- _Exercise prompt_
Word for word, repeat all of the entries.

- _The input_

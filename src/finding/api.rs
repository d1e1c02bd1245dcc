use crate::api::{ApiJson, ApiResponse, AppError, AppState};
use crate::finding::model::{Finding, FindingReport};
use crate::persistence::model::{epoch_millis, QueryResult};
use axum::extract::{Path, Query, State};
use serde::Deserialize;

/// Ingests a finding report from the runner. Reports racing the final
/// status transition are accepted within the configured grace window after
/// the run finished; later ones are stale.
pub async fn record_finding(
    Path(run_id): Path<String>,
    State(app_state): State<AppState>,
    ApiJson(report): ApiJson<FindingReport>,
) -> Result<ApiResponse<Finding>, AppError> {
    report.validate()?;
    let run = app_state
        .repository
        .runs()
        .get(&run_id)
        .await?
        .ok_or_else(|| AppError::NotFound(format!("run {} not found", run_id)))?;
    if !run.accepts_reports_at(epoch_millis(), app_state.config.finding_grace) {
        return Err(AppError::StaleReport(format!(
            "run {} finished outside the report grace window",
            run_id
        )));
    }
    let finding = Finding::builder()
        .run_id(run.id)
        .kind(report.kind)
        .input_data(report.input_data)
        .maybe_output_log(report.output_log)
        .build();
    let result = app_state.repository.findings().create(finding).await;
    ApiResponse::from(result)
}

pub async fn list_findings(
    Path(run_id): Path<String>,
    params: Query<FindingListParams>,
    State(app_state): State<AppState>,
) -> Result<ApiResponse<QueryResult<Finding>>, AppError> {
    let result = app_state
        .repository
        .findings()
        .list_for_run(&run_id, params.next_page_key.clone())
        .await;
    ApiResponse::from(result)
}

#[derive(Deserialize, Clone)]
pub struct FindingListParams {
    pub next_page_key: Option<String>,
}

- _Reply_
filename src/finding/api.rs
repository d1e1c02bd1245dcc
use crate::api::{ApiJson, ApiResponse, AppError, AppState};
use crate::finding::model::{Finding, FindingReport};
use crate::persistence::model::{epoch_millis, QueryResult};
use axum::extract::{Path, Query, State};
use serde::Deserialize;

/// Ingests a finding report from the runner. Reports racing the final
/// status transition are accepted within the configured grace window after
/// the run finished; later ones are stale.
pub async fn record_finding(
    Path(run_id): Path<String>,
    State(app_state): State<AppState>,
    ApiJson(report): ApiJson<FindingReport>,
) -> Result<ApiResponse<Finding>, AppError> {
    report.validate()?;
    let run = app_state
        .repository
        .runs()
        .get(&run_id)
        .await?
        .ok_or_else(|| AppError::NotFound(format!("run {} not found", run_id)))?;
    if !run.accepts_reports_at(epoch_millis(), app_state.config.finding_grace) {
        return Err(AppError::StaleReport(format!(
            "run {} finished outside the report grace window",
            run_id
        )));
    }
    let finding = Finding::builder()
        .run_id(run.id)
        .kind(report.kind)
        .input_data(report.input_data)
        .maybe_output_log(report.output_log)
        .build();
    let result = app_state.repository.findings().create(finding).await;
    ApiResponse::from(result)
}

pub async fn list_findings(
    Path(run_id): Path<String>,
    params: Query<FindingListParams>,
    State(app_state): State<AppState>,
) -> Result<ApiResponse<QueryResult<Finding>>, AppError> {
    let result = app_state
        .repository
        .findings()
        .list_for_run(&run_id, params.next_page_key.clone())
        .await;
    ApiResponse::from(result)
}

#[derive(Deserialize, Clone)]
pub struct FindingListParams {
    pub next_page_key: Option<String>,
}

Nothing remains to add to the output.